Start of DATA
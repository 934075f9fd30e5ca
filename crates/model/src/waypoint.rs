use schemars::JsonSchema;
use serde::Serialize;
use utility::id::{HasId, Id};

use crate::{location::Coordinates, tour::Tour, ExampleData};

/// Stored for waypoints whose name was never set.
pub const UNNAMED_WAYPOINT: &str = "Unnamed Waypoint";

/// Default name of waypoints created from an address.
pub const HOME_WAYPOINT: &str = "Home";

#[derive(Debug, Clone, Serialize, JsonSchema)]
pub struct Waypoint {
    pub name: String,
    pub latitude: Option<f64>,
    pub longitude: Option<f64>,
    pub audio_filename: Option<String>,
    pub tour_id: Id<Tour>,
}

impl Waypoint {
    pub fn coordinates(&self) -> Option<Coordinates> {
        Some(Coordinates::new(self.latitude?, self.longitude?))
    }
}

impl HasId for Waypoint {
    type IdType = i64;
}

impl ExampleData for Waypoint {
    fn example_data() -> Self {
        Self {
            name: "Kiellinie".to_owned(),
            latitude: Some(54.3311),
            longitude: Some(10.1527),
            audio_filename: Some("kiellinie.mp3".to_owned()),
            tour_id: Id::new(1),
        }
    }
}

/// A validated waypoint which is ready to be written to the database.
#[derive(Debug, Clone, PartialEq)]
pub struct NewWaypoint {
    pub name: String,
    pub coordinates: Coordinates,
    pub audio_filename: String,
}
// - Waypoints -

#[tokio::test]
async fn waypoint_with_coordinates_is_created_and_served() {
    let app = TestApp::new(StubGeocoder::default()).await;
    let tour_id = app.create_tour("Harbour", "").await["id"].as_i64().unwrap();

    let (status, waypoint) = app
        .send(multipart_request(
            &format!("/tours/{tour_id}/waypoints"),
            &[
                ("name", "Pier"),
                ("latitude", "54.3227"),
                ("longitude", "10.1357"),
            ],
            Some(("pier.mp3", b"ID3 narration")),
        ))
        .await;

    assert_eq!(status, StatusCode::OK);
    assert_eq!(waypoint["tour_id"], tour_id);
    assert_eq!(waypoint["name"], "Pier");
    assert_eq!(waypoint["latitude"], 54.3227);
    assert_eq!(waypoint["longitude"], 10.1357);
    assert_eq!(waypoint["audio_filename"], "pier.mp3");
    assert_eq!(
        waypoint["links"],
        json!([
            { "rel": "tour", "href": format!("http://localhost/tours/{tour_id}") },
            { "rel": "audio", "href": "http://localhost/uploads/pier.mp3" }
        ])
    );
    assert_eq!(
        std::fs::read(app.uploads.path().join("pier.mp3")).unwrap(),
        b"ID3 narration"
    );

    let response = app
        .router
        .clone()
        .oneshot(Request::get("/uploads/pier.mp3").body(Body::empty()).unwrap())
        .await
        .unwrap();
    assert_eq!(response.status(), StatusCode::OK);
    let bytes = axum::body::to_bytes(response.into_body(), usize::MAX)
        .await
        .unwrap();
    assert_eq!(&bytes[..], b"ID3 narration");

    let (_, tour) = app.get(&format!("/tours/{tour_id}")).await;
    assert_eq!(tour["waypoints"].as_array().unwrap().len(), 1);
    assert_eq!(tour["waypoints"][0]["name"], "Pier");
    assert!(tour["waypoints"][0].get("links").is_none());
}

#[tokio::test]
async fn unnamed_waypoint_gets_default_name() {
    let app = TestApp::new(StubGeocoder::default()).await;
    let tour_id = app.create_tour("Harbour", "").await["id"].as_i64().unwrap();

    let (status, waypoint) = app
        .send(multipart_request(
            &format!("/tours/{tour_id}/waypoints"),
            &[("latitude", "1"), ("longitude", "2")],
            Some(("a.mp3", b"a")),
        ))
        .await;
    assert_eq!(status, StatusCode::OK);
    assert_eq!(waypoint["name"], "Unnamed Waypoint");
}

#[tokio::test]
async fn waypoint_for_missing_tour_is_not_found_regardless_of_payload() {
    let app = TestApp::new(StubGeocoder::default()).await;

    let requests = [
        multipart_request(
            "/tours/404/waypoints",
            &[("latitude", "1"), ("longitude", "2")],
            Some(("a.mp3", b"a")),
        ),
        multipart_request("/tours/404/waypoints", &[], None),
        multipart_request("/tours/404/waypoints/from_home", &[("name", "x")], None),
        json_request("/tours/404/waypoints/from_home", json!({ "address": "Kiel" })),
    ];

    for request in requests {
        let (status, body) = app.send(request).await;
        assert_eq!(status, StatusCode::NOT_FOUND);
        assert_eq!(body["message"], "Tour not found.");
    }
    assert!(!app.uploads.path().join("a.mp3").exists());
}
End of DATA
Return every line above in which the string "StatusCode" occurs.

    assert_eq!(status, StatusCode::OK);
    assert_eq!(response.status(), StatusCode::OK);
    assert_eq!(status, StatusCode::OK);
        assert_eq!(status, StatusCode::NOT_FOUND);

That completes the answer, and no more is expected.